Submitted by heartin on Thu, 11/14/2019 - 11:45
Following are some of the most important points related to digital certificates and hashing, for passing exams and for general understanding.
- Hashing is the process of converting a variable length input into a fixed length output.
- Hashing is a one-way only conversion. We should not be able to get back the original input from the hash function.
- Two inputs generating the same hash output is known as collision. An ideal hash function should avoid collision.
- Hashing is generally used to verify the integrity of a file or document in transmit. We generate hash of the message before transit and send it along with the message. Receiver generates the hash of the message again and compare it with the hash received after transmission.
- While asymmetric encryption is generally used to achieve confidentiality, message digest (hashing) is generally used to achieve integrity.
- Popular hashing algorithms include MD5, SHA-1, SHA-256, SHA-384, SHA-512, RIPEMD-160 etc. MD in MD5 stands for Message Digest. SHA stands for Secure Hash Algorithm.
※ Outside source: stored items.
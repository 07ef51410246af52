//! Device command handlers.

use std::sync::Arc;

use tabled::Tabled;

use espdeck_core::{BridgeConfig, Command as CoreCommand, Controller, Device};

use crate::cli::{DevicesArgs, DevicesCommand, GlobalOpts};
use crate::error::CliError;
use crate::output;

use super::util;

// ── Table row ───────────────────────────────────────────────────────

#[derive(Tabled)]
struct DeviceRow {
    #[tabled(rename = "ID")]
    id: String,
    #[tabled(rename = "Name")]
    name: String,
    #[tabled(rename = "Type")]
    category: String,
    #[tabled(rename = "State")]
    state: String,
    #[tabled(rename = "Value")]
    value: String,
}

impl From<&Arc<Device>> for DeviceRow {
    fn from(d: &Arc<Device>) -> Self {
        Self {
            id: d.id.clone(),
            name: d.name.clone(),
            category: d.category.to_string(),
            state: on_off(d.status).into(),
            value: d.formatted_value().unwrap_or_else(|| "-".into()),
        }
    }
}

fn on_off(status: bool) -> &'static str {
    if status { "on" } else { "off" }
}

fn detail(d: &Arc<Device>) -> String {
    let range = d.category.value_range();
    [
        format!("ID:       {}", d.id),
        format!("Name:     {}", d.name),
        format!("Type:     {}", d.category),
        format!("State:    {}", on_off(d.status)),
        format!(
            "{:<9} {}",
            format!("{}:", d.category.value_label()),
            d.formatted_value().unwrap_or_else(|| "-".into())
        ),
        format!(
            "Range:    {}..={}{}",
            range.start(),
            range.end(),
            d.category.value_unit()
        ),
    ]
    .join("\n")
}

// ── Handler ─────────────────────────────────────────────────────────

pub async fn handle(
    bridge: BridgeConfig,
    args: DevicesArgs,
    global: &GlobalOpts,
) -> Result<(), CliError> {
    match args.command {
        DevicesCommand::List => {
            let devices = Controller::oneshot(bridge, |c| async move {
                c.try_refresh_devices().await?;
                Ok(c.devices_snapshot())
            })
            .await?;
            let out = output::render_list(
                global.output,
                &devices,
                |d| DeviceRow::from(d),
                |d| d.id.clone(),
            );
            output::print_output(&out, global.quiet);
            Ok(())
        }

        DevicesCommand::Get { device } => {
            let found =
                Controller::oneshot(bridge, |c| async move { c.fetch_device(&device).await })
                    .await?;
            let out = output::render_single(global.output, &found, detail, |d| d.id.clone());
            output::print_output(&out, global.quiet);
            Ok(())
        }

        DevicesCommand::Toggle { device } => {
            let toggled = Controller::oneshot(bridge, |c| async move {
                util::into_device(c.execute(CoreCommand::ToggleDevice { id: device }).await?)
            })
            .await?;
            if !global.quiet {
                eprintln!("✓ {} is now {}", toggled.name, on_off(toggled.status));
            }
            let out = output::render_single(global.output, &toggled, detail, |d| d.id.clone());
            output::print_output(&out, global.quiet);
            Ok(())
        }

        DevicesCommand::Set { device, value } => {
            if !value.is_finite() {
                return Err(CliError::Validation {
                    field: "value".into(),
                    reason: format!("'{value}' is not a finite number"),
                });
            }

            let color = output::should_color(global.color);
            let quiet = global.quiet;
            let updated = Controller::oneshot(bridge, |c| async move {
                let current = c.fetch_device(&device).await?;
                let clamped = current.category.clamp(value);
                if (clamped - value).abs() > f64::EPSILON {
                    let range = current.category.value_range();
                    output::warn(
                        &format!(
                            "{value} is outside {}..={} for {} devices; sending {clamped}",
                            range.start(),
                            range.end(),
                            current.category
                        ),
                        color,
                        quiet,
                    );
                }
                util::into_device(
                    c.execute(CoreCommand::SetDeviceValue {
                        id: device,
                        value: clamped,
                    })
                    .await?,
                )
            })
            .await?;
            if !global.quiet {
                eprintln!(
                    "✓ {} set to {}",
                    updated.name,
                    updated.formatted_value().unwrap_or_else(|| "-".into())
                );
            }
            let out = output::render_single(global.output, &updated, detail, |d| d.id.clone());
            output::print_output(&out, global.quiet);
            Ok(())
        }
    }
}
- Hashed Message Authentication Code (HMAC) is a special hash value that includes a symmetric key. As a key is also needed to generate an HMAC, it verifies the data origin apart from integrity of data.
- TLS and IPSec protocols uses HMAC to verify the integrity of transmitted data.
- A digital signature is a special case of a message digest that is encrypted using a private key.
- As the private key is available only to the sender, a digital signature help us achieve non-repudiation (sender cannot deny sending message) apart from verifying integrity of data.
- In digital signatures, only the message digest (hash) is encrypted using private key and not the complete message.
- Digital signatures require two algorithms, one for hashing (MD5, SHA1 etc.) and one for generating a digital signature (RSA, Digital Signature Algorithm (DSA) etc.).